Küba`ya gittim. Halkın arasına katıldım. Adeta onlardan biri oldum. Yüzlerce insanla konuştum. Her meslekten insane sordum yaşamı ve sosyalizmi. Öğretmen, doktor, mühendis, hemşire, müzisyen, servitris, berber, işçi-işsiz her türden insana yüzlerce soru sordum. Hatta asker ve polislere bile sorularım oldu. Kafeteryalarda yanıma yaklaşan dilencileri yanıma oturtum ve  hallerini sordum. Ve emeklilerin nasıl yaşadıklarını saatlerce dinledim. Evlerin kapısını çalarak kendimi kahve ve su içmeye davet ettim. Çok, çok dinledim. Ve akşam notlarımı aldım. Havanna, Santi Spiritu, Guanabocoa, Guanabo, Cotoro ve bir çok kent ve köy gezdim. Havanna`dan ırak üç yüz km`lik yerleşim alanlarına kadar  ulaştım. Ve sizlere bir kaç yazıyla bunları aktarmaya çalışacağım. Ayrıca seyahatlerim bir kaç günlük değil de, bir kaç defa ve bir kaç aylıktı. Yani bu toplumu iyi tanıyıp tahlil etmek için yeterli bilgiye bu zaman zarfında elde etmiştim.

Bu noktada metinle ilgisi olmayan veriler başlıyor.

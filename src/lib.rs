//! Hextower - climb a wrapped cylindrical tower through falling platforms
//!
//! Core modules:
//! - `sim`: Deterministic simulation (wrapped space, platform pool, player physics)
//! - `view`: Presentation-facing projections (camera, wrap layers, backdrop scroll)
//! - `settings`: Startup configuration

pub mod settings;
pub mod sim;
pub mod view;

pub use settings::{Settings, SettingsError};

/// Game configuration constants
pub mod consts {
    /// Fixed simulation timestep (60 Hz, the score ramp assumes this rate)
    pub const SIM_DT: f32 = 1.0 / 60.0;
    pub const TICKS_PER_SECOND: f32 = 60.0;

    /// Screen dimensions
    pub const SCREEN_WIDTH: f32 = 640.0;
    pub const SCREEN_HEIGHT: f32 = 480.0;

    /// Collision grid cell and platform grid size
    pub const TILE_SIZE: f32 = 16.0;

    /// World (tower circumference unrolled) dimensions
    pub const WORLD_WIDTH: f32 = 1024.0;
    pub const WORLD_HEIGHT: f32 = 960.0;

    /// Left edge of the climbable tower face
    pub const TOWER_OFFSET: f32 = 208.0;
    /// Width of the climbable face (38 tiles)
    pub const TOWER_BOUNDS: f32 = 608.0;
    /// On-screen width of the tower sprite
    pub const TOWER_WIDTH: f32 = 192.0;

    /// Player spawn point
    pub const START_X: f32 = 400.0;
    pub const START_Y: f32 = WORLD_HEIGHT - 32.0;
    pub const PLAYER_SIZE: f32 = 16.0;

    /// Player movement
    pub const GRAVITY: f32 = 0.5;
    pub const PLAYER_ACCEL: f32 = 0.75;
    pub const PLAYER_FRICTION: f32 = 0.25;
    pub const MAX_SPEED: f32 = 4.0;
    pub const JUMP_SPEED: f32 = 8.0;

    /// Platform pool
    pub const POOL_CAPACITY: usize = 100;
    pub const BASE_PLATFORM_BATCH: usize = 15;
    /// Grid extents sampled by the spawner (columns x rows)
    pub const SPAWN_COLUMNS: i32 = 38;
    pub const SPAWN_ROWS: i32 = 30;

    /// Oscillating platform travel (px) and half-cycle duration (s)
    pub const OSCILLATION_TRAVEL: f32 = 128.0;
    pub const OSCILLATION_HALF_PERIOD: f32 = 2.0;

    /// Scroll speed ramp
    pub const BASE_SCROLL_SPEED: f32 = 2.0;
    pub const SCROLL_SPEED_STEP: f32 = 0.3;
    pub const DIFFICULTY_THRESHOLD: u32 = 20;
}

/// Wrap a value into [0, modulus)
#[inline]
pub fn wrap(value: i32, modulus: i32) -> i32 {
    value.rem_euclid(modulus)
}

/// Wrap a world-space coordinate into [0, width)
#[inline]
pub fn wrap_f32(value: f32, width: f32) -> f32 {
    let wrapped = value.rem_euclid(width);
    // rem_euclid can round up to `width` for tiny negative inputs
    if wrapped >= width { 0.0 } else { wrapped }
}
//! Wrapped collision space
//!
//! A fixed grid of square cells over the unrolled tower surface. Columns wrap:
//! column `columns - 1` is adjacent to column `0`, so a box cast across the
//! right edge sees bodies registered at the left edge and vice versa. Rows do
//! not wrap; the parts of a body outside the vertical range are simply not
//! registered.
//!
//! The space owns every body. Positions can only change through
//! [`WrappedSpace::move_to`], which re-registers the body, so a body's cells
//! always match its current box.

use std::collections::HashSet;
use std::ops::BitOr;

use glam::Vec2;
use serde::{Deserialize, Serialize};

use crate::{wrap, wrap_f32};

/// Set of collision tags
#[derive(Debug, Clone, Copy, PartialEq, Eq, Hash, Default, Serialize, Deserialize)]
pub struct Tags(u8);

impl Tags {
    pub const NONE: Tags = Tags(0);
    pub const SOLID: Tags = Tags(1 << 0);
    pub const PLATFORM: Tags = Tags(1 << 1);
    pub const RAMP: Tags = Tags(1 << 2);
    /// Everything a falling body can stand on
    pub const GROUND: Tags = Tags(Self::SOLID.0 | Self::PLATFORM.0 | Self::RAMP.0);

    /// True if any tag in `other` is present
    #[inline]
    pub fn intersects(self, other: Tags) -> bool {
        self.0 & other.0 != 0
    }

    #[inline]
    pub fn is_empty(self) -> bool {
        self.0 == 0
    }
}

impl BitOr for Tags {
    type Output = Tags;

    fn bitor(self, rhs: Tags) -> Tags {
        Tags(self.0 | rhs.0)
    }
}

/// Handle to a body owned by the space
#[derive(Debug, Clone, Copy, PartialEq, Eq, Hash, Serialize, Deserialize)]
pub struct BodyId {
    index: u32,
    generation: u32,
}
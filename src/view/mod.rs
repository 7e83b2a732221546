//! Presentation-facing state
//!
//! Nothing here feeds back into the simulation. A renderer reads the camera,
//! the backdrop and the projected drawables after each tick.

pub mod backdrop;
pub mod camera;
pub mod sprites;

pub use backdrop::Backdrop;
pub use camera::Camera;
pub use sprites::{DrawKey, Drawable, Layer, collect, project};

use glam::Vec2;

use crate::consts::SIM_DT;
use crate::sim::{CellCoord, GameState, TickInput};

/// View state that persists across ticks
#[derive(Debug, Clone)]
pub struct View {
    pub camera: Camera,
    pub backdrop: Backdrop,
}

impl View {
    pub fn new(state: &GameState) -> Self {
        let settings = &state.settings;
        Self {
            camera: Camera::new(
                Vec2::new(settings.screen_width, settings.screen_height),
                state.player_pos(),
            ),
            backdrop: Backdrop::new(settings),
        }
    }

    /// Follow the session after a simulation tick
    pub fn update(&mut self, state: &GameState, input: &TickInput) {
        // Pinned at a seam or dead: hold the rotation and facing
        if state.player.is_moving() {
            self.backdrop.set_flip(!state.player.facing_right);
            self.backdrop.advance(SIM_DT);
        }
        self.backdrop.scroll(state.scroll_speed());
        self.camera.update(state.player_pos(), input);
    }

    pub fn drawables(&self, state: &GameState) -> Vec<Drawable> {
        collect(state)
    }
}

/// Occupied collision cells, only while the debug overlay is on
pub fn debug_cells(state: &GameState) -> Option<Vec<CellCoord>> {
    state.debug.then(|| state.space.occupied_cells().collect())
}
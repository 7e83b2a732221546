//! Time-based easing sequences for platform motion
//!
//! A sequence is a chain of one-dimensional tweens played back to back.
//! Oscillating platforms use a two-step sequence (out and back) that is reset
//! every time it finishes.

use serde::{Deserialize, Serialize};
use std::f32::consts::PI;

/// Easing curve applied to normalized time
#[derive(Debug, Clone, Copy, PartialEq, Eq, Default, Serialize, Deserialize)]
pub enum Easing {
    /// Constant velocity
    #[default]
    Linear,
    QuadIn,
    QuadOut,
    QuadInOut,
    SineInOut,
}

impl Easing {
    /// Map `t` in [0, 1] to eased progress in [0, 1]
    #[inline]
    pub fn apply(self, t: f32) -> f32 {
        let t = t.clamp(0.0, 1.0);
        match self {
            Easing::Linear => t,
            Easing::QuadIn => t * t,
            Easing::QuadOut => 1.0 - (1.0 - t) * (1.0 - t),
            Easing::QuadInOut => {
                if t < 0.5 {
                    2.0 * t * t
                } else {
                    1.0 - (-2.0 * t + 2.0).powi(2) / 2.0
                }
            }
            Easing::SineInOut => -((PI * t).cos() - 1.0) / 2.0,
        }
    }
}

/// One leg of a sequence
#[derive(Debug, Clone, Copy, PartialEq, Serialize, Deserialize)]
pub struct Tween {
    pub from: f32,
    pub to: f32,
    /// Seconds
    pub duration: f32,
    pub easing: Easing,
}

impl Tween {
    pub fn new(from: f32, to: f32, duration: f32, easing: Easing) -> Self {
        Self {
            from,
            to,
            duration,
            easing,
        }
    }

    fn value_at(&self, elapsed: f32) -> f32 {
        let t = if self.duration <= 0.0 {
            1.0
        } else {
            elapsed / self.duration
        };
        self.from + (self.to - self.from) * self.easing.apply(t)
    }
}

/// Tweens played in order; never empty
#[derive(Debug, Clone, Serialize, Deserialize)]
pub struct TweenSequence {
    steps: Vec<Tween>,
    index: usize,
    elapsed: f32,
}

impl TweenSequence {
    pub fn new(first: Tween) -> Self {
        Self {
            steps: vec![first],
            index: 0,
            elapsed: 0.0,
        }
    }

    pub fn then(mut self, step: Tween) -> Self {
        self.steps.push(step);
        self
    }

    /// Advance by `dt` seconds. Returns the current value and whether the
    /// final step has completed.
    pub fn update(&mut self, dt: f32) -> (f32, bool) {
        let mut remaining = dt;
        loop {
            let step = self.steps[self.index];
            let left = step.duration - self.elapsed;
            if remaining < left {
                self.elapsed += remaining;
                return (step.value_at(self.elapsed), false);
            }
            remaining -= left.max(0.0);
            if self.index + 1 == self.steps.len() {
                self.elapsed = step.duration;
                return (step.to, true);
            }
            self.index += 1;
            self.elapsed = 0.0;
        }
    }

    /// Rewind to the start of the first step
    pub fn reset(&mut self) {
        self.index = 0;
        self.elapsed = 0.0;
    }
}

Cuba devrimini, sosyalizmini ve bugüne süregiden gelişmeleri çoğumuz çok az biliyoruz. Bu devrimi anlamak ve sosyalist teorilerle bugünkü Kuba`yı anlamak için kitaplar var. Ama yetersiz. Bunlar ya propaganda ya da karşı propaganda. Gerçekleri öğrenmek için burada bir müddet yaşamak, görmek, sormak, dinlemek lazım. Ben de bunu yaptım.

Yazıyı yazarken bir kaç başlık attım ama düzenli bir sistem oluşturamadım. Çünkü Fidel düzenli bir sistem oluşturmayı başaramamış. Bu nedenle sorunları bazen ben de karmaşık haliyle işlemeye çalıştım. Bazen belli bir başlık altında diğer alan ve ilişkilere kaymam olmuştur.
-----------
Küba`da kimse kimseyi direk sömürmüyor. Bu ülkede kapitalist yok, sermayedar yok. Kapitalist üretim ve ticari ilişkiler yok. Sermaye, kâr, artı değer yok. Zengin, kâra dayalı yatırımcı kapitalist bir sınıf yok.
Ne yazık ki bunların hiç birinin olmaması burada `sosyalizm var` anlamına gelmiyor. Burada ne kapitalizm ve ne de sosyalizm var. Kapitalistin olmadığı herhangi fakir bir ülke Küba. Acayip bir sistem ve geri kalmış bir ekonomi. Fakir, baskı altında bir halk.